● **Your task**: Copy out each line of the data that includes the string "InvalidLabelName".

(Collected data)

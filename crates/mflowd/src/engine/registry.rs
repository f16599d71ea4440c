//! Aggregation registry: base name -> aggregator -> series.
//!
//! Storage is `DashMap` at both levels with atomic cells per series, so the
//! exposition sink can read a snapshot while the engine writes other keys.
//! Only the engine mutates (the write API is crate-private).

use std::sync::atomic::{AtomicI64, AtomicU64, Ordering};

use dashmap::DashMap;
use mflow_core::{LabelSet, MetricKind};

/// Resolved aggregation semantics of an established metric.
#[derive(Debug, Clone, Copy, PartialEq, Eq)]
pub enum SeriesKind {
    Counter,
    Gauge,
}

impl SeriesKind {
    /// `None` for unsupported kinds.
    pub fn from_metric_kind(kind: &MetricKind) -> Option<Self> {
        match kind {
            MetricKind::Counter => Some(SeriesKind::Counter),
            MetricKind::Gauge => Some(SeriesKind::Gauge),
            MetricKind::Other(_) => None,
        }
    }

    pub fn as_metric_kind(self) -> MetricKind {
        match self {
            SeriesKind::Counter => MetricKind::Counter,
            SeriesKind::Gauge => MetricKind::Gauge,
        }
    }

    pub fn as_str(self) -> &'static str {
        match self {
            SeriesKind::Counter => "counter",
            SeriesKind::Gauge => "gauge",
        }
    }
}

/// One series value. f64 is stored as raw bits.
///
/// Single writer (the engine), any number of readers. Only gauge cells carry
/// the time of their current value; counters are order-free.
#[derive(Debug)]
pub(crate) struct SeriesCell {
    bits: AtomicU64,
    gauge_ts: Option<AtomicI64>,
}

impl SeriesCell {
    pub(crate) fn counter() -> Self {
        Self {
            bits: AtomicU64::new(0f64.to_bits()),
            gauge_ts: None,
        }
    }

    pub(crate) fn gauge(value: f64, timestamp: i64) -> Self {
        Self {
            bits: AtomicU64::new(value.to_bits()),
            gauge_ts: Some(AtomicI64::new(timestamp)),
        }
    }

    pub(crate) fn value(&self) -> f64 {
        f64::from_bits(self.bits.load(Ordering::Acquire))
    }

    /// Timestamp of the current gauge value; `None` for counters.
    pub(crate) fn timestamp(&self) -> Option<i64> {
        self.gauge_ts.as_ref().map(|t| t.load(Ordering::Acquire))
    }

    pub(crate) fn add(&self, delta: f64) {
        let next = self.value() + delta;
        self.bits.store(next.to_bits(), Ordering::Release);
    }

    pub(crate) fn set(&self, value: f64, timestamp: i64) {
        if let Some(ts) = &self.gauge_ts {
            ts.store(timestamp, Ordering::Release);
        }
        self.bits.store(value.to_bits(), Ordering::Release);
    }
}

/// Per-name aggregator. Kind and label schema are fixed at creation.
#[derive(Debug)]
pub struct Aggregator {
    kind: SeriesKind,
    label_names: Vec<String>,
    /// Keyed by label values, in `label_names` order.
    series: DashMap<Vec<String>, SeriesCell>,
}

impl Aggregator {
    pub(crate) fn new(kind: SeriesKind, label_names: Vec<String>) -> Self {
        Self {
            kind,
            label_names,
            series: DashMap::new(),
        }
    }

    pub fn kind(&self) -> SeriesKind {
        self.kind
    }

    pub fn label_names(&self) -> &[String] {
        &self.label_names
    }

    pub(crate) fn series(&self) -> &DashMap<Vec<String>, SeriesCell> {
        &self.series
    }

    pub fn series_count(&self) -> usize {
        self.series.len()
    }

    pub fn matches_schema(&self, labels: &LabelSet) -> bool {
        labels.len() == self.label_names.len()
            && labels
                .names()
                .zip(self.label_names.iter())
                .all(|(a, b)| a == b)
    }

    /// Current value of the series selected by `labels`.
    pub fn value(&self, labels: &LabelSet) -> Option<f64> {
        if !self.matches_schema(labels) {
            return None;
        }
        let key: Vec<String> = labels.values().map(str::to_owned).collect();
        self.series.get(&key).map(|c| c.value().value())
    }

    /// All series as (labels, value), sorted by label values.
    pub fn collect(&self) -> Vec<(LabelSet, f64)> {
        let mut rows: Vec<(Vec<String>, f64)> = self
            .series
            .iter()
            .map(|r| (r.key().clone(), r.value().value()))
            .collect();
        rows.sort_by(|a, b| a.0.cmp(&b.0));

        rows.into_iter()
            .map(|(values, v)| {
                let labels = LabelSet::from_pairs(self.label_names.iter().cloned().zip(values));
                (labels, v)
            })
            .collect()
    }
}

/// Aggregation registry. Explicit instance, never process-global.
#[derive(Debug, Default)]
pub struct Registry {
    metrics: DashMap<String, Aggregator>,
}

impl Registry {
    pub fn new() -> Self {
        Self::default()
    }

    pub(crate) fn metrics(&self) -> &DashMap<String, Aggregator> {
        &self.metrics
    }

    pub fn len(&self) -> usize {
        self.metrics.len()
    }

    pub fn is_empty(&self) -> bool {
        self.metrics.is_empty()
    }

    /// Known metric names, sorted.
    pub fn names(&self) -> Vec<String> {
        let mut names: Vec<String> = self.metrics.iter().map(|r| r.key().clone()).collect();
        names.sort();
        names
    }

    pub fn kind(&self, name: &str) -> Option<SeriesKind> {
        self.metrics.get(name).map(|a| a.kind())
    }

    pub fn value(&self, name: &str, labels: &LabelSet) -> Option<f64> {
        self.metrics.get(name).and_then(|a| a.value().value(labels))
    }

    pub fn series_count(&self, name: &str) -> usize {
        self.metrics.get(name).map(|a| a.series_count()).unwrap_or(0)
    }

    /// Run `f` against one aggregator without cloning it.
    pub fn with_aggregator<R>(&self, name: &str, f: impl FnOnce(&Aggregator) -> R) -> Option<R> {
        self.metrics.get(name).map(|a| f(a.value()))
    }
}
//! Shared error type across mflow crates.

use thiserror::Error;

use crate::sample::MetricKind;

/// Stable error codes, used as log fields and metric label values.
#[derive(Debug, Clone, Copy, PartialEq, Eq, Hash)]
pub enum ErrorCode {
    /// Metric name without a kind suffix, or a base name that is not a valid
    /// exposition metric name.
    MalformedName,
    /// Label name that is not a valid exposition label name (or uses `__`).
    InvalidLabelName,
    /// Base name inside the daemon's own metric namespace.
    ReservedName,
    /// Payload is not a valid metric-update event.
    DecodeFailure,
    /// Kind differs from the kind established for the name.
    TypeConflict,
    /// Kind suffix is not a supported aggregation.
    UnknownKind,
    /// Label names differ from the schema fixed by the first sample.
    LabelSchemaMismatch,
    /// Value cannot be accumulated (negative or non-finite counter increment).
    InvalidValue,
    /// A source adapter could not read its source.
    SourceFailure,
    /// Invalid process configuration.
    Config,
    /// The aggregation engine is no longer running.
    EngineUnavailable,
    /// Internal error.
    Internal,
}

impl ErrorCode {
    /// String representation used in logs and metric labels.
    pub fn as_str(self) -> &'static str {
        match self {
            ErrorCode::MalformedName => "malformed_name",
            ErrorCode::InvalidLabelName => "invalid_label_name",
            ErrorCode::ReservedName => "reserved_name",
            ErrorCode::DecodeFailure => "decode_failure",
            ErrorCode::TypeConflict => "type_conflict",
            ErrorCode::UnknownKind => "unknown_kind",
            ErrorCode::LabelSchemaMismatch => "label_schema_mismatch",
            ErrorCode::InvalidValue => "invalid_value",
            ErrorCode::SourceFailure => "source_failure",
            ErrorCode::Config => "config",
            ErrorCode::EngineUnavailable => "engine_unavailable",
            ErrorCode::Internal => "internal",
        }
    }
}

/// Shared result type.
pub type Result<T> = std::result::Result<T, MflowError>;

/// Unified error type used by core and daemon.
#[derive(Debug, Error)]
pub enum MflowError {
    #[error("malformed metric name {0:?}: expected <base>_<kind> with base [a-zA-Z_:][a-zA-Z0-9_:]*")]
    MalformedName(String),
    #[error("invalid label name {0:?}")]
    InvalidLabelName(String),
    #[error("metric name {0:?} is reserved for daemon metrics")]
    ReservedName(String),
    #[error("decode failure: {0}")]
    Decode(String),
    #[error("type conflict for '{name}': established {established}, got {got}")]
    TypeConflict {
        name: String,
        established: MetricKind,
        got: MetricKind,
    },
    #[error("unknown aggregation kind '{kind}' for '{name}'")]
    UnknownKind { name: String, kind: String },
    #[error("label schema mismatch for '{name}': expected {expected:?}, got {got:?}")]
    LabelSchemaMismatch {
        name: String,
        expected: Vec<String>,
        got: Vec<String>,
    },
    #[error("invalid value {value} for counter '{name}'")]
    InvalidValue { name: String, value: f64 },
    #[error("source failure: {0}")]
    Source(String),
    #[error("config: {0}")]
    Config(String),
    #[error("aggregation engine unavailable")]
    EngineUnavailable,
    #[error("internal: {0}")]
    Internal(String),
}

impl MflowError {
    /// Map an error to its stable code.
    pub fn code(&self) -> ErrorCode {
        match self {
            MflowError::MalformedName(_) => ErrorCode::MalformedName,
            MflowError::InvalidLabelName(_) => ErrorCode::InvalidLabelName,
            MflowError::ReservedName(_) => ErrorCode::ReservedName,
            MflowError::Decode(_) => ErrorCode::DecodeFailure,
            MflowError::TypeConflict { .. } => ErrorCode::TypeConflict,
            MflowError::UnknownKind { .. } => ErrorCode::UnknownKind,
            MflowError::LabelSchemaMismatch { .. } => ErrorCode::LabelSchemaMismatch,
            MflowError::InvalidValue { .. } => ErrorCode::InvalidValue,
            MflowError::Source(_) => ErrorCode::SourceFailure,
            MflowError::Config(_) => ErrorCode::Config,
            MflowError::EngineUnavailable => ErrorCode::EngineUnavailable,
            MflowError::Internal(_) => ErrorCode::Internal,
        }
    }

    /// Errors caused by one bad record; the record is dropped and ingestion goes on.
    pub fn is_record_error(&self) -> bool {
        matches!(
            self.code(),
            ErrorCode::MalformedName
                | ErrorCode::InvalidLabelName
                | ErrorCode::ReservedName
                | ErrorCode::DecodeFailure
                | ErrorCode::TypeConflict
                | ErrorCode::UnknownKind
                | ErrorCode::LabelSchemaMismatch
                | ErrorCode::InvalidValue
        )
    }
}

● **Task solution**:
    InvalidLabelName,
            ErrorCode::InvalidLabelName => "invalid_label_name",
    InvalidLabelName(String),
            MflowError::InvalidLabelName(_) => ErrorCode::InvalidLabelName,
                | ErrorCode::InvalidLabelName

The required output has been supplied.